→ Material provided
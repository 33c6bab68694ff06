//! Integration tests for xd-sim.

use xd_core::{DockKind, FacilityConfig, ItemId, ManualClock, PriorityPolicy, Task, Timestamp};
use xd_dispatch::{Queues, TaskQueue};
use xd_dock::{DockOperation, DockStatus, HistoryRecord, ACTION_LOAD, ACTION_UNLOAD};
use xd_ledger::{Ledger, UnitTimeTable};

use crate::{Facility, NoopObserver, Scheduler, SchedulerBuilder, SchedulerObserver, SimError};

// ── Helpers ───────────────────────────────────────────────────────────────────

fn task(plate: &str, item: &str, qty: u32) -> Task {
    Task::new(plate, Timestamp(0), item, qty).unwrap()
}

fn rates(rows: &[(&str, u32)]) -> UnitTimeTable {
    rows.iter().map(|&(i, s)| (ItemId::from(i), s)).collect()
}

fn stock(rows: &[(&str, u32)]) -> Ledger {
    Ledger::from_rows(rows.iter().map(|&(i, q)| (Timestamp(0), ItemId::from(i), q)))
}

fn queues(unload: Vec<Task>, load: Vec<Task>) -> Queues {
    Queues::new(unload.into_iter().collect::<TaskQueue>(), load.into_iter().collect())
}

/// Scheduler with unload rate X→2 s and load rate X→1 s.
fn scheduler(unload: Vec<Task>, load: Vec<Task>, ledger: Ledger) -> Scheduler {
    SchedulerBuilder::new(FacilityConfig::default())
        .queues(queues(unload, load))
        .ledger(ledger)
        .unload_rates(rates(&[("X", 2)]))
        .load_rates(rates(&[("X", 1)]))
        .build()
        .unwrap()
}

fn tick(s: &mut Scheduler, t: u64) -> crate::TickReport {
    s.tick(Timestamp(t), &mut NoopObserver).unwrap()
}

// ── SchedulerBuilder ──────────────────────────────────────────────────────────

#[cfg(test)]
mod builder_tests {
    use super::*;

    #[test]
    fn builds_successfully_with_defaults() {
        let s = SchedulerBuilder::new(FacilityConfig::default()).build().unwrap();
        assert!(s.facility().is_quiet());
        assert!(s.facility().ledger().is_empty());
        assert_eq!(s.ticks, 0);
    }

    #[test]
    fn zero_tick_interval_is_config_error() {
        let config = FacilityConfig { tick_interval_ms: 0, ..Default::default() };
        let result = SchedulerBuilder::new(config).build();
        assert!(matches!(result, Err(SimError::Config(_))));
    }

    #[test]
    fn non_finite_weight_is_config_error() {
        let mut config = FacilityConfig::default();
        config.weights.wait = f64::NAN;
        assert!(matches!(SchedulerBuilder::new(config).build(), Err(SimError::Config(_))));
    }

    #[test]
    fn restored_state_is_visible() {
        let s = scheduler(vec![task("A", "X", 5)], vec![task("B", "X", 1)], stock(&[("X", 4)]));
        assert_eq!(s.facility().queue(DockKind::Unload).len(), 1);
        assert_eq!(s.facility().queue(DockKind::Load).len(), 1);
        assert_eq!(s.facility().ledger().available(&"X".into()), 4);
    }
}

// ── Intake ────────────────────────────────────────────────────────────────────

#[cfg(test)]
mod intake {
    use super::*;

    #[test]
    fn arrival_is_stamped_with_now() {
        let mut s = scheduler(vec![], vec![], Ledger::new());
        s.arrive(DockKind::Load, "P1", "X", 3, Timestamp(500)).unwrap();
        let front = s.facility().queue(DockKind::Load).front().unwrap();
        assert_eq!(front.arrival(), Timestamp(500));
        assert_eq!(front.quantity(), 3);
    }

    #[test]
    fn zero_quantity_rejected_and_queue_unchanged() {
        let mut s = scheduler(vec![], vec![], Ledger::new());
        let err = s.arrive(DockKind::Unload, "P1", "X", 0, Timestamp(0)).unwrap_err();
        assert!(matches!(err, SimError::Intake(_)));
        assert!(s.facility().queue(DockKind::Unload).is_empty());
    }

    #[test]
    fn blank_plate_rejected() {
        let mut s = scheduler(vec![], vec![], Ledger::new());
        assert!(s.arrive(DockKind::Unload, "  ", "X", 1, Timestamp(0)).is_err());
        assert!(s.facility().queue(DockKind::Unload).is_empty());
    }
}

// ── Tick ──────────────────────────────────────────────────────────────────────

#[cfg(test)]
mod tick_tests {
    use super::*;

    #[test]
    fn empty_tick_changes_nothing() {
        let mut s = scheduler(vec![], vec![], stock(&[("X", 1)]));
        let report = tick(&mut s, 0);
        assert!(!report.changed());
        assert_eq!(report.blocked, 0);
        assert!(s.facility().is_quiet());
        assert_eq!(s.facility().ledger().available(&"X".into()), 1);
        assert_eq!(s.ticks, 1);
    }

    #[test]
    fn unload_scenario_duration_and_credit() {
        let mut s = scheduler(vec![task("A", "X", 5)], vec![], Ledger::new());

        let r = tick(&mut s, 100);
        assert_eq!(r.started, 1);
        let op = s.facility().dock(DockKind::Unload).current().unwrap();
        assert_eq!(op.end, Timestamp(110));

        assert!(!tick(&mut s, 109).changed());

        let r = tick(&mut s, 110);
        assert_eq!(r.completed.len(), 1);
        assert_eq!(r.completed[0].action, ACTION_UNLOAD);
        assert_eq!(s.facility().ledger().available(&"X".into()), 5);
        assert!(s.facility().dock(DockKind::Unload).is_idle());
    }

    #[test]
    fn partial_load_scenario() {
        let mut s = scheduler(vec![], vec![task("B", "X", 8)], stock(&[("X", 5)]));

        let r = tick(&mut s, 0);
        assert_eq!(r.started, 1);
        let op = s.facility().dock(DockKind::Load).current().unwrap();
        assert_eq!(op.task.quantity(), 5);
        assert_eq!(op.end, Timestamp(5));

        // Shortfall queued exactly once, same plate/arrival/item.
        let load_q = s.facility().queue(DockKind::Load);
        assert_eq!(load_q.len(), 1);
        assert_eq!(load_q.front(), Some(&task("B", "X", 3)));

        // Busy tick does not touch the remainder.
        tick(&mut s, 1);
        assert_eq!(s.facility().queue(DockKind::Load).len(), 1);

        let r = tick(&mut s, 5);
        assert_eq!(r.completed.len(), 1);
        assert_eq!(r.completed[0].action, ACTION_LOAD);
        assert_eq!(r.completed[0].task.quantity(), 5);
        assert!(!s.facility().ledger().contains(&"X".into()));

        // The remainder now finds no stock.
        assert_eq!(r.blocked, 1);
        assert_eq!(s.facility().dock(DockKind::Load).status(), DockStatus::WaitingForStock);
    }

    #[test]
    fn blocked_load_scenario() {
        let mut s = scheduler(vec![], vec![task("C", "Y", 1)], Ledger::new());
        let r = tick(&mut s, 0);
        assert_eq!(r.blocked, 1);
        // The blocked dispatch re-ranked the load queue.
        assert!(r.changed());
        assert!(s.facility().dock(DockKind::Load).is_idle());
        assert_eq!(s.facility().queue(DockKind::Load).front(), Some(&task("C", "Y", 1)));
        assert_eq!(s.facility().queue(DockKind::Load).len(), 1);
    }

    #[test]
    fn operation_spanning_midnight_completes_next_day() {
        let mut s = scheduler(vec![task("A", "X", 10)], vec![], Ledger::new());
        tick(&mut s, 86_390);
        let op = s.facility().dock(DockKind::Unload).current().unwrap();
        assert_eq!(op.end, Timestamp(86_410));

        let mut completed = 0;
        for t in 86_391..=86_410 {
            completed += tick(&mut s, t).completed.len();
        }
        assert_eq!(completed, 1);
        assert_eq!(s.facility().ledger().available(&"X".into()), 10);
        assert!(s.facility().dock(DockKind::Unload).is_idle());
    }

    #[test]
    fn unload_completion_unblocks_load_in_same_tick() {
        let mut s = scheduler(vec![task("A", "X", 5)], vec![task("B", "X", 3)], Ledger::new());

        let r = tick(&mut s, 0);
        assert_eq!((r.started, r.blocked), (1, 1));

        // Unload dock completes first, so the load dock sees the credit.
        let r = tick(&mut s, 10);
        assert_eq!(r.completed.len(), 1);
        assert_eq!(r.started, 1);
        let op = s.facility().dock(DockKind::Load).current().unwrap();
        assert_eq!((op.task.quantity(), op.end), (3, Timestamp(13)));

        tick(&mut s, 13);
        assert_eq!(s.facility().ledger().available(&"X".into()), 2);
        assert!(s.facility().is_quiet());
    }

    #[test]
    fn unknown_item_takes_zero_time() {
        let mut s = scheduler(vec![task("A", "Z", 4)], vec![], Ledger::new());
        tick(&mut s, 0);
        let op = s.facility().dock(DockKind::Unload).current().unwrap();
        assert_eq!(op.end, Timestamp(0));
        let r = tick(&mut s, 1);
        assert_eq!(r.completed.len(), 1);
        assert_eq!(s.facility().ledger().available(&"Z".into()), 4);
    }

    #[test]
    fn run_ticks_advances_clock() {
        let mut s = scheduler(vec![], vec![], Ledger::new());
        let mut clock = ManualClock::new(Timestamp(0));
        let reports = s.run_ticks(5, &mut clock, 1, &mut NoopObserver).unwrap();
        assert_eq!(reports.len(), 5);
        assert_eq!(reports[4].now, Timestamp(4));
        assert_eq!(clock.current, Timestamp(5));
        assert_eq!(s.ticks, 5);
    }
}

// ── Policy ────────────────────────────────────────────────────────────────────

#[cfg(test)]
mod policy {
    use super::*;

    fn first_started(policy: PriorityPolicy) -> String {
        let config = FacilityConfig { policy, ..Default::default() };
        let mut s = SchedulerBuilder::new(config)
            .queues(queues(vec![task("A", "X", 1), task("B", "Y", 9)], vec![]))
            .build()
            .unwrap();
        tick(&mut s, 0);
        s.facility().dock(DockKind::Unload).current().unwrap().task.plate().to_string()
    }

    #[test]
    fn weighted_tie_keeps_queue_order() {
        assert_eq!(first_started(PriorityPolicy::Weighted), "A");
    }

    #[test]
    fn key_order_prefers_larger_quantity() {
        assert_eq!(first_started(PriorityPolicy::KeyOrder), "B");
    }
}

// ── Properties ────────────────────────────────────────────────────────────────

#[cfg(test)]
mod properties {
    use super::*;

    fn busy_facility() -> Scheduler {
        scheduler(
            vec![task("U1", "X", 4), task("U2", "Y", 2), task("U3", "X", 1)],
            vec![task("L1", "X", 6), task("L2", "Y", 1), task("L3", "Z", 2)],
            stock(&[("X", 2)]),
        )
    }

    fn assert_positive(f: &Facility) {
        for kind in DockKind::ALL {
            assert!(f.queue(kind).iter().all(|t| t.quantity() > 0));
            if let Some(op) = f.dock(kind).current() {
                assert!(op.task.quantity() > 0);
            }
        }
        assert!(f.ledger().iter().all(|(_, e)| e.quantity > 0));
    }

    #[test]
    fn identical_inputs_give_identical_runs() {
        let mut a = busy_facility();
        let mut b = busy_facility();
        let mut ca = ManualClock::new(Timestamp(0));
        let mut cb = ManualClock::new(Timestamp(0));
        let ra = a.run_ticks(40, &mut ca, 1, &mut NoopObserver).unwrap();
        let rb = b.run_ticks(40, &mut cb, 1, &mut NoopObserver).unwrap();
        assert_eq!(ra, rb);
    }

    #[test]
    fn quantities_stay_positive_every_tick() {
        let mut s = busy_facility();
        for t in 0..40 {
            tick(&mut s, t);
            assert_positive(s.facility());
        }
    }

    #[test]
    fn loads_never_exceed_credited_stock() {
        let mut s = busy_facility();
        let mut clock = ManualClock::new(Timestamp(0));
        let reports = s.run_ticks(60, &mut clock, 1, &mut NoopObserver).unwrap();

        let mut credited = 2; // initial X
        let mut debited = 0;
        for rec in reports.iter().flat_map(|r| &r.completed) {
            if rec.task.item().as_str() != "X" {
                continue;
            }
            match rec.kind() {
                Some(DockKind::Unload) => credited += rec.task.quantity(),
                Some(DockKind::Load)   => debited += rec.task.quantity(),
                None => unreachable!(),
            }
        }
        assert!(debited <= credited);
        assert_eq!(s.facility().ledger().available(&"X".into()), credited - debited);
    }
}

// ── Observer ──────────────────────────────────────────────────────────────────

#[cfg(test)]
mod observer_tests {
    use super::*;

    #[derive(Default)]
    struct Counter {
        starts:     usize,
        ends:       usize,
        changed:    usize,
        dispatched: usize,
        remainders: usize,
        blocked:    usize,
        records:    Vec<HistoryRecord>,
    }

    impl SchedulerObserver for Counter {
        fn on_tick_start(&mut self, _now: Timestamp) {
            self.starts += 1;
        }
        fn on_dispatch(&mut self, _kind: DockKind, _op: &DockOperation, remainder: Option<&Task>) {
            self.dispatched += 1;
            self.remainders += usize::from(remainder.is_some());
        }
        fn on_blocked(&mut self, _kind: DockKind, _task: &Task) {
            self.blocked += 1;
        }
        fn on_complete(&mut self, record: &HistoryRecord) {
            self.records.push(record.clone());
        }
        fn on_tick_end(&mut self, _now: Timestamp, _f: &Facility, changed: bool) {
            self.ends += 1;
            self.changed += usize::from(changed);
        }
    }

    #[test]
    fn callbacks_match_tick_activity() {
        let mut s = scheduler(vec![], vec![task("B", "X", 8)], stock(&[("X", 5)]));
        let mut obs = Counter::default();
        let mut clock = ManualClock::new(Timestamp(0));
        s.run_ticks(6, &mut clock, 1, &mut obs).unwrap();

        assert_eq!((obs.starts, obs.ends), (6, 6));
        assert_eq!(obs.dispatched, 1);
        assert_eq!(obs.remainders, 1);
        assert_eq!(obs.records.len(), 1);
        // Tick 0 (start) and tick 5 (completion plus blocked retry).
        assert_eq!(obs.changed, 2);
        assert_eq!(obs.blocked, 1);
        assert_eq!(obs.records[0].start, Timestamp(0));
        assert_eq!(obs.records[0].end, Timestamp(5));
    }
}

→ Work task
Among the records above, extract exactly the lines from the line with "self.changed += usize::from(changed);" to the line with "let mut obs = Counter::default();", both lines included, and leave out the rest.

→ Exercise response
            self.changed += usize::from(changed);
        }
    }

    #[test]
    fn callbacks_match_tick_activity() {
        let mut s = scheduler(vec![], vec![task("B", "X", 8)], stock(&[("X", 5)]));
        let mut obs = Counter::default();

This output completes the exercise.